» **DIRECTIONS FOR THIS TASK**:
Restate word for word the entries below, starting with the line with "Some(f) if is_integral(f)" and continuing through the line with "fn is_integral(f: f64)". Include both of those lines and no others.

##############################

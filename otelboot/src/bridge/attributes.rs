//! Type recovery for log fields that passed through a JSON representation.

use opentelemetry::logs::AnyValue;
use serde_json::{Map, Value};

/// A field value after type recovery.
#[derive(Debug, Clone, PartialEq)]
pub enum RecoveredValue {
    Bool(bool),
    Int(i64),
    Float(f64),
    String(String),
}

impl From<RecoveredValue> for AnyValue {
    fn from(value: RecoveredValue) -> Self {
        match value {
            RecoveredValue::Bool(b) => AnyValue::Boolean(b),
            RecoveredValue::Int(i) => AnyValue::Int(i),
            RecoveredValue::Float(f) => AnyValue::Double(f),
            RecoveredValue::String(s) => AnyValue::from(s),
        }
    }
}

#[derive(Debug, Clone, PartialEq)]
pub struct RecoveredAttribute {
    pub key: String,
    pub value: RecoveredValue,
}

impl RecoveredAttribute {
    fn new(key: &str, value: RecoveredValue) -> Self {
        Self {
            key: key.to_string(),
            value,
        }
    }
}

/// Recover typed attributes for one field.
///
/// Arrays expand into one attribute per leaf, all under `key`.
pub fn recover(key: &str, value: &Value) -> Vec<RecoveredAttribute> {
    let mut out = Vec::new();
    recover_into(key, value, &mut out);
    out
}

/// Recover every field of a structured payload, in key order.
pub fn recover_map(fields: &Map<String, Value>) -> Vec<RecoveredAttribute> {
    let mut out = Vec::with_capacity(fields.len());
    for (key, value) in fields {
        recover_into(key, value, &mut out);
    }
    out
}

/// Recover every field of a raw JSON object.
///
/// Anything that is not a JSON object yields no attributes.
pub fn recover_payload(raw: &str) -> Vec<RecoveredAttribute> {
    match serde_json::from_str::<Map<String, Value>>(raw) {
        Ok(fields) => recover_map(&fields),
        Err(_) => Vec::new(),
    }
}

fn recover_into(key: &str, value: &Value, out: &mut Vec<RecoveredAttribute>) {
    match value {
        Value::Bool(b) => out.push(RecoveredAttribute::new(key, RecoveredValue::Bool(*b))),
        Value::String(s) => out.push(RecoveredAttribute::new(
            key,
            RecoveredValue::String(s.clone()),
        )),
        Value::Number(n) => out.push(RecoveredAttribute::new(key, recover_number(n))),
        Value::Array(items) => {
            for item in items {
                recover_into(key, item, out);
            }
        }
        Value::Null | Value::Object(_) => out.push(RecoveredAttribute::new(
            key,
            RecoveredValue::String(value.to_string()),
        )),
    }
}

// JSON numbers lose the int/float distinction; a float with no
// fractional part is taken to have been an integer.
fn recover_number(n: &serde_json::Number) -> RecoveredValue {
    if let Some(i) = n.as_i64() {
        return RecoveredValue::Int(i);
    }
    if n.is_u64() {
        // Above i64::MAX.
        return RecoveredValue::String(n.to_string());
    }

    match n.as_f64() {
        Some(f) if is_integral(f) => RecoveredValue::Int(f as i64),
        Some(f) => RecoveredValue::Float(f),
        None => RecoveredValue::String(n.to_string()),
    }
}

fn is_integral(f: f64) -> bool {
    f.is_finite() && f.fract() == 0.0 && f >= i64::MIN as f64 && f < i64::MAX as f64
}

##############################

» **YOUR SOLUTION**:
        Some(f) if is_integral(f) => RecoveredValue::Int(f as i64),
        Some(f) => RecoveredValue::Float(f),
        None => RecoveredValue::String(n.to_string()),
    }
}

fn is_integral(f: f64) -> bool {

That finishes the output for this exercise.